How to complete this task: Look below for lines that hold the string "right" and copy each one.

Recorded information:
--------

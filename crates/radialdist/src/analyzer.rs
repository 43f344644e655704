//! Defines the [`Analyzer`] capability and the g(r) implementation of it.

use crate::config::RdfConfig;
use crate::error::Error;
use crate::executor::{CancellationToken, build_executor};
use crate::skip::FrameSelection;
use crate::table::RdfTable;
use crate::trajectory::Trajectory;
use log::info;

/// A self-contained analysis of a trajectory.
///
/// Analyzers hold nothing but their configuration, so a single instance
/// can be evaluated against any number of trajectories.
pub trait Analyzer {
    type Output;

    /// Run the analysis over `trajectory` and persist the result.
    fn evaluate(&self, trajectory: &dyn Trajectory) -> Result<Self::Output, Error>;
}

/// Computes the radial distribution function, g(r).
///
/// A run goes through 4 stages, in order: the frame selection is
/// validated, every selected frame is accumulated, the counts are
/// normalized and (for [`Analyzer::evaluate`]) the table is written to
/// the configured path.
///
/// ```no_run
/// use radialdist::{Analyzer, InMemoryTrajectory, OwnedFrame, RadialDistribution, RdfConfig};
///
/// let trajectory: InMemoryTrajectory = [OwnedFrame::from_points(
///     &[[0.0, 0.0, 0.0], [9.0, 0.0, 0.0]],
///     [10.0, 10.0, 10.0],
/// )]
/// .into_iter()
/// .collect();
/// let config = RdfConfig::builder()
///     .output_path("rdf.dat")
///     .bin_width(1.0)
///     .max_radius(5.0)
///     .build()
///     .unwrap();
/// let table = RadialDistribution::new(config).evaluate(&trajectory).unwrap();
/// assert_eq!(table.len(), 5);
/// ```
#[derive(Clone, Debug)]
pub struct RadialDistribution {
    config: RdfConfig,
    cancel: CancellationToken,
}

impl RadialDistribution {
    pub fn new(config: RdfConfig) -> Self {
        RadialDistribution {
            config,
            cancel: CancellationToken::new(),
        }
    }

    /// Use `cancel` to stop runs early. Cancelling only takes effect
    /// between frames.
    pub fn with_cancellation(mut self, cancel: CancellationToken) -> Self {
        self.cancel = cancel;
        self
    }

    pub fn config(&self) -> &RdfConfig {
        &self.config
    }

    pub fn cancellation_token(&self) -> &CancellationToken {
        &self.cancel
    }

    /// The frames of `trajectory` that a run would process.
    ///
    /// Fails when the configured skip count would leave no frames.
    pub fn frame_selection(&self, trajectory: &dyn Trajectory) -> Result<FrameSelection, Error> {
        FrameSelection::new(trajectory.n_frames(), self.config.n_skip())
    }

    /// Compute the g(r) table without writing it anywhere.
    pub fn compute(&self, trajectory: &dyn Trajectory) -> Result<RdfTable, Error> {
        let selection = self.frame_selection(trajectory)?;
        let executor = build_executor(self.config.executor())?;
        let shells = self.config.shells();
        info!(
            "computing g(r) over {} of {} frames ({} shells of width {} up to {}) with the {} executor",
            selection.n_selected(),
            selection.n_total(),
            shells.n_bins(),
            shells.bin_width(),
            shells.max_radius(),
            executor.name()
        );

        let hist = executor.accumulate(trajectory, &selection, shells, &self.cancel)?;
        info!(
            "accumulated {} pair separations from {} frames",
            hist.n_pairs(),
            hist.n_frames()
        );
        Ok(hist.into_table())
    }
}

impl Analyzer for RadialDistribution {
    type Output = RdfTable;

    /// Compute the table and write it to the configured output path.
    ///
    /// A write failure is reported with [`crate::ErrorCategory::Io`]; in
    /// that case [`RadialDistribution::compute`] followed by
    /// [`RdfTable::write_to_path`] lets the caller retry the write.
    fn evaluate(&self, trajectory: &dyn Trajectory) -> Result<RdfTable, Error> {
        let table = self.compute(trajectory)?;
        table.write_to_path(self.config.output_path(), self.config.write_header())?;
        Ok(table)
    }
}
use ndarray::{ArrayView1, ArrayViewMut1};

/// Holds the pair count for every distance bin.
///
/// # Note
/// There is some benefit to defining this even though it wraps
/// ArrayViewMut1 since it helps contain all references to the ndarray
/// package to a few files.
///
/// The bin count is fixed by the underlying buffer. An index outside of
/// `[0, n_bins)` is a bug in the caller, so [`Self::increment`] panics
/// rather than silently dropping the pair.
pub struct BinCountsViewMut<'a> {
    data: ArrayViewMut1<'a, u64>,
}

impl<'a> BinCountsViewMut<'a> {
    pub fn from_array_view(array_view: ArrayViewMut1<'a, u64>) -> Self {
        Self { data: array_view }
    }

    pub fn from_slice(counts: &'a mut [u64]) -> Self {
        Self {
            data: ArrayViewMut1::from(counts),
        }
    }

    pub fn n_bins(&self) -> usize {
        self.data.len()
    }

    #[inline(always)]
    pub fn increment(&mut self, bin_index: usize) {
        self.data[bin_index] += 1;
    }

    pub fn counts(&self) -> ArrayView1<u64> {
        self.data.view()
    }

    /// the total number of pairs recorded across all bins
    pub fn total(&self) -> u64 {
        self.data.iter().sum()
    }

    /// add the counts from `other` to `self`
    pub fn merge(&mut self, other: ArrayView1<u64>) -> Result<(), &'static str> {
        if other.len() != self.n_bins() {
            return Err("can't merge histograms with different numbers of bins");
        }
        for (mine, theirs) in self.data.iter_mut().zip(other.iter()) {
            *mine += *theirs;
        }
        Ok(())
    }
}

--------

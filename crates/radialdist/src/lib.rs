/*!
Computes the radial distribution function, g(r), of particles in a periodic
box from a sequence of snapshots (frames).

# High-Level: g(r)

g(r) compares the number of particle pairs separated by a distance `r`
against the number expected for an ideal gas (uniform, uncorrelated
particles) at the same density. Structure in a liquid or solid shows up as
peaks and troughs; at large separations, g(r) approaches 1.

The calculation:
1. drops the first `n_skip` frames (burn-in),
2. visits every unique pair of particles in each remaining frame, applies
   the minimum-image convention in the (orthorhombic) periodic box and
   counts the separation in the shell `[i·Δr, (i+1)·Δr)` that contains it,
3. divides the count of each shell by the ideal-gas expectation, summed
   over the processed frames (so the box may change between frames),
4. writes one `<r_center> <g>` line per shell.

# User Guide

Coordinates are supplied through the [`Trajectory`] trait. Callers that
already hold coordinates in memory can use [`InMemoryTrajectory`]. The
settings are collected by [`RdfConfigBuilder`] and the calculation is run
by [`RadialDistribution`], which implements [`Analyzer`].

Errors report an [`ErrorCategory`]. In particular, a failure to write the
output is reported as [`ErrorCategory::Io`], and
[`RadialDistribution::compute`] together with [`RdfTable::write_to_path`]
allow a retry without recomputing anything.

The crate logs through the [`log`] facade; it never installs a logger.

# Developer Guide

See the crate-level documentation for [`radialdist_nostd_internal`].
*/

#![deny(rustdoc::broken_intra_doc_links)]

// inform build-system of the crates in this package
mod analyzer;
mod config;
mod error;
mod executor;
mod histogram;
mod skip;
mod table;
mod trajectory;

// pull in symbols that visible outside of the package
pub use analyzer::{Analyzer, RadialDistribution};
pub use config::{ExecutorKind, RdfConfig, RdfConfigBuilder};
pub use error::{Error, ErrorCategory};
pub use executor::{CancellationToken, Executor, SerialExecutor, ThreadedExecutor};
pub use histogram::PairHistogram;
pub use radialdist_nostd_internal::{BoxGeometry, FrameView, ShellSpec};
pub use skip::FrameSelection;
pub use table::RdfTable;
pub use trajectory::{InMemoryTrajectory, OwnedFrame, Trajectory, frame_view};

--------

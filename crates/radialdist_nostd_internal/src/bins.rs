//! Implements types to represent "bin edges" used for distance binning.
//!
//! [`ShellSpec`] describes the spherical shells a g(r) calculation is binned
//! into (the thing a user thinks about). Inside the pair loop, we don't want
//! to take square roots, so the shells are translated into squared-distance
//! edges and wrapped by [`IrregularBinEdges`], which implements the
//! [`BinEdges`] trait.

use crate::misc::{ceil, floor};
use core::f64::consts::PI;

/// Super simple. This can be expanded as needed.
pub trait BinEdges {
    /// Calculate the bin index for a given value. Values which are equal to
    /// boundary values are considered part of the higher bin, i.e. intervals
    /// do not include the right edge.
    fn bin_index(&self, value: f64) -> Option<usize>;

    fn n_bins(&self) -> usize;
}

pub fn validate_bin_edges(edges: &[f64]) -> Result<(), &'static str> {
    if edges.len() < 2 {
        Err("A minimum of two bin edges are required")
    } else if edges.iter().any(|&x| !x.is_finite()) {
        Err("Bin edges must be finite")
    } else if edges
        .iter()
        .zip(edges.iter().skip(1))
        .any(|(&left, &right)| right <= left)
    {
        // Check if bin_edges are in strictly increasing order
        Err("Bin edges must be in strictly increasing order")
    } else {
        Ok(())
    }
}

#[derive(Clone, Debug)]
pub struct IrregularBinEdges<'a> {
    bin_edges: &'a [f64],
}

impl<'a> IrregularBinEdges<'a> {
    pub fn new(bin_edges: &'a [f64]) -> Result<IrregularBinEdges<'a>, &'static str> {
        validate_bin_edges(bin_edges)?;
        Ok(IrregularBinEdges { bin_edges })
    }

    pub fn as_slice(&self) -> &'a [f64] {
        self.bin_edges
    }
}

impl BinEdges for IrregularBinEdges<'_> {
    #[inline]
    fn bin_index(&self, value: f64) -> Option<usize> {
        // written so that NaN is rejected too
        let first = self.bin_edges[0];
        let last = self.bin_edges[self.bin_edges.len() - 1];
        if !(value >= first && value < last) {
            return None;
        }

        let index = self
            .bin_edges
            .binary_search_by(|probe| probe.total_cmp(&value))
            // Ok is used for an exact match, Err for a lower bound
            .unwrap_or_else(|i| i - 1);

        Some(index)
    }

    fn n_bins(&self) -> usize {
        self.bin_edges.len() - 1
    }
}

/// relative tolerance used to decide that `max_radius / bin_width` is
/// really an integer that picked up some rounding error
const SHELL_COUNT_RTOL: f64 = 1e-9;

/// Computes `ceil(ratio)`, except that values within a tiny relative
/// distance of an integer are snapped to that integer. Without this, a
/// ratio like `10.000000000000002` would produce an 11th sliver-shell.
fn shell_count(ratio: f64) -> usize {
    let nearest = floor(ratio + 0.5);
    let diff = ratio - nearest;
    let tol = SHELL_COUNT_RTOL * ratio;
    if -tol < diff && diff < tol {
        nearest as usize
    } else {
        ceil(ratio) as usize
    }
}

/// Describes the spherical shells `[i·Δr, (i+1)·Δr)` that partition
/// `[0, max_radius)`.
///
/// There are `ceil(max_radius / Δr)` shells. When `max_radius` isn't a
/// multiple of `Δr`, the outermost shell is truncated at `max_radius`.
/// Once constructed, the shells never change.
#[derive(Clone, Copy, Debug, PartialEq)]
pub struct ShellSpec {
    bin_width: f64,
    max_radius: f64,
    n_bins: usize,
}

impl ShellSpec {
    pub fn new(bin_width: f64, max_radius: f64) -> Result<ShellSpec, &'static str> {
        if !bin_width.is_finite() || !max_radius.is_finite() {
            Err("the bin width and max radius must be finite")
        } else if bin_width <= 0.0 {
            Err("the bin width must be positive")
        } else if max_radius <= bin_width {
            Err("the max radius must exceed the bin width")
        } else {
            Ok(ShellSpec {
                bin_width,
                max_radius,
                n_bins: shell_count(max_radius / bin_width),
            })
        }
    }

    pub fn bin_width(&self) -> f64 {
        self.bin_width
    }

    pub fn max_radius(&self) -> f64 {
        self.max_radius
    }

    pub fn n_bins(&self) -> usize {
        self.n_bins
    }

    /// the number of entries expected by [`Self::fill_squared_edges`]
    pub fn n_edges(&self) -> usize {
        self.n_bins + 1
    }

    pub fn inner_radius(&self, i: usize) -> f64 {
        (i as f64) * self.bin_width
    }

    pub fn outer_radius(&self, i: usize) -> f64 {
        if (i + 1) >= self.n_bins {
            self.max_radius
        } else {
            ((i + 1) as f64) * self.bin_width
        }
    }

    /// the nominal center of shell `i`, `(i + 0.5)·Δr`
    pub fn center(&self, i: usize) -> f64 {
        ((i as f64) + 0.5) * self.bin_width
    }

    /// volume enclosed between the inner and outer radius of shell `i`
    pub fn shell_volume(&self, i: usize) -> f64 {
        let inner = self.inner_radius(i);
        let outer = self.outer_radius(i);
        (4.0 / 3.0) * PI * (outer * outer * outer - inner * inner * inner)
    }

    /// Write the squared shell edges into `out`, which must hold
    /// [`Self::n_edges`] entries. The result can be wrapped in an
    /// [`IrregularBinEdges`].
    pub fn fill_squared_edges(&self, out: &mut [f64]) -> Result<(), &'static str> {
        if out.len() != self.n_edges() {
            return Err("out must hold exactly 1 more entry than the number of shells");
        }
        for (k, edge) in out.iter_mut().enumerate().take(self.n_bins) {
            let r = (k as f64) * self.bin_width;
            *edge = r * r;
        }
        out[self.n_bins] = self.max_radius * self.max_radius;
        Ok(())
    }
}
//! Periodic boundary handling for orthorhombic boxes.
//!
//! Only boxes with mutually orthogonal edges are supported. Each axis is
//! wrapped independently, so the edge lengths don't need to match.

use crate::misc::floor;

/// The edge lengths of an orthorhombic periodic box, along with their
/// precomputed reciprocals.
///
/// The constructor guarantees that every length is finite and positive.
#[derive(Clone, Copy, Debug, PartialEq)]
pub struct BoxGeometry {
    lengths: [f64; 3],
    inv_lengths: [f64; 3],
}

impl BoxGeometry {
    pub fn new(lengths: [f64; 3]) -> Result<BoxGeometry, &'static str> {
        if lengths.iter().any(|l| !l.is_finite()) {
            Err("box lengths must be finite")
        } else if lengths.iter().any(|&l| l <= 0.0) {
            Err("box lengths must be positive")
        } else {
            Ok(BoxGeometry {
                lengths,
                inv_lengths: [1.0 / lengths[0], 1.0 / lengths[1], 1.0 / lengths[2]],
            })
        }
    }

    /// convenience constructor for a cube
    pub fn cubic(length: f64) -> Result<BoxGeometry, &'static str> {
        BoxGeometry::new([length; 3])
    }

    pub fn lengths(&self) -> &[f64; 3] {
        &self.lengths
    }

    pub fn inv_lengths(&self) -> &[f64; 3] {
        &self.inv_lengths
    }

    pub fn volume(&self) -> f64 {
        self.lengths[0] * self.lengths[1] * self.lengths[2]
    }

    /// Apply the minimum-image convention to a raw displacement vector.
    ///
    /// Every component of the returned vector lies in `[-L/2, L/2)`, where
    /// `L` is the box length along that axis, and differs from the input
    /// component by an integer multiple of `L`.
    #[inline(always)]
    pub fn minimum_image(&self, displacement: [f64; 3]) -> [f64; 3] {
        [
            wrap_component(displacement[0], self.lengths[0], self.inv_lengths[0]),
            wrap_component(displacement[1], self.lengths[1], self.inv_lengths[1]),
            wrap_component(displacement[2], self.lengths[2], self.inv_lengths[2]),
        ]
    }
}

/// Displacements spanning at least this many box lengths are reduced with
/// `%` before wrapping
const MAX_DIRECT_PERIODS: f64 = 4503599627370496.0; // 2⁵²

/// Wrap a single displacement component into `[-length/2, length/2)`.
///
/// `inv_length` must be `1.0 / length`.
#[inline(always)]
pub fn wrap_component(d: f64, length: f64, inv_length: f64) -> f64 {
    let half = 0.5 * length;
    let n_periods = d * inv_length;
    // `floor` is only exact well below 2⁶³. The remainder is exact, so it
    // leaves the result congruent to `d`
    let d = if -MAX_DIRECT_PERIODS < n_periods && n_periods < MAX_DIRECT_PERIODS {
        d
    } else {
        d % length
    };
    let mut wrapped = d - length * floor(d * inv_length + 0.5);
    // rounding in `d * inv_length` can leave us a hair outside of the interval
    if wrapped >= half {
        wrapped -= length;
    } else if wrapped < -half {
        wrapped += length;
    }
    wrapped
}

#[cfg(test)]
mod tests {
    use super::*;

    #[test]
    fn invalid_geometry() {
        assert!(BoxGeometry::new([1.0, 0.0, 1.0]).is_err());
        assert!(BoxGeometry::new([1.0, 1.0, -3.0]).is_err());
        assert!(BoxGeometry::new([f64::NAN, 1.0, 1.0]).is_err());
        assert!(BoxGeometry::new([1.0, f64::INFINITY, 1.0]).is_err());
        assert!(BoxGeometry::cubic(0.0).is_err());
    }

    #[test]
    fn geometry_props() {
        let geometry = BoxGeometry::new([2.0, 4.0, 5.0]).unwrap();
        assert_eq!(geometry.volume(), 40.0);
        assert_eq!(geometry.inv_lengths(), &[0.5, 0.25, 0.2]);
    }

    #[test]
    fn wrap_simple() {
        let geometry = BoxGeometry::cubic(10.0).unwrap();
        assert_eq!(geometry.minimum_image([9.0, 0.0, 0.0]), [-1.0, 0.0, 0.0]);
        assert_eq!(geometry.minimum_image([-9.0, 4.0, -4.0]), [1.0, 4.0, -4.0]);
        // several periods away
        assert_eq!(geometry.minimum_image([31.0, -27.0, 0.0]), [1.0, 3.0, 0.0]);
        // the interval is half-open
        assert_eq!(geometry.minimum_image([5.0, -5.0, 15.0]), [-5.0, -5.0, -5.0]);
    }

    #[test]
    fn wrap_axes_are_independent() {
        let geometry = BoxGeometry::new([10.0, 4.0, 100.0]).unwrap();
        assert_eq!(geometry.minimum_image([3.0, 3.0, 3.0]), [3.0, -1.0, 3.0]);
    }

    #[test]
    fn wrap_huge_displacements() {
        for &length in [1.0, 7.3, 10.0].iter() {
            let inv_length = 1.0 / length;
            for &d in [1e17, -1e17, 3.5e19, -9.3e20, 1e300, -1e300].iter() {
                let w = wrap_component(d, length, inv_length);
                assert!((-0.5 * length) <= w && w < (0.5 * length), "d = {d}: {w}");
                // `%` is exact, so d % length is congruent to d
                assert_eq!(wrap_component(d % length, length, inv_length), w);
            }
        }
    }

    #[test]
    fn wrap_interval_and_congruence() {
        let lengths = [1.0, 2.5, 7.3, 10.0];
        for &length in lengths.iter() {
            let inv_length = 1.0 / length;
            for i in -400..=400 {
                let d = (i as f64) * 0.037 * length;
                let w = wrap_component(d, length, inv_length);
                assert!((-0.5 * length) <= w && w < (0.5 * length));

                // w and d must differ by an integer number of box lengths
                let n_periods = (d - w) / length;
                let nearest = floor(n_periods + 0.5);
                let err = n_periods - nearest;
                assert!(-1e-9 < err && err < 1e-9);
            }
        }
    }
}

--------

Solved exercise:
    /// do not include the right edge.
        .any(|(&left, &right)| right <= left)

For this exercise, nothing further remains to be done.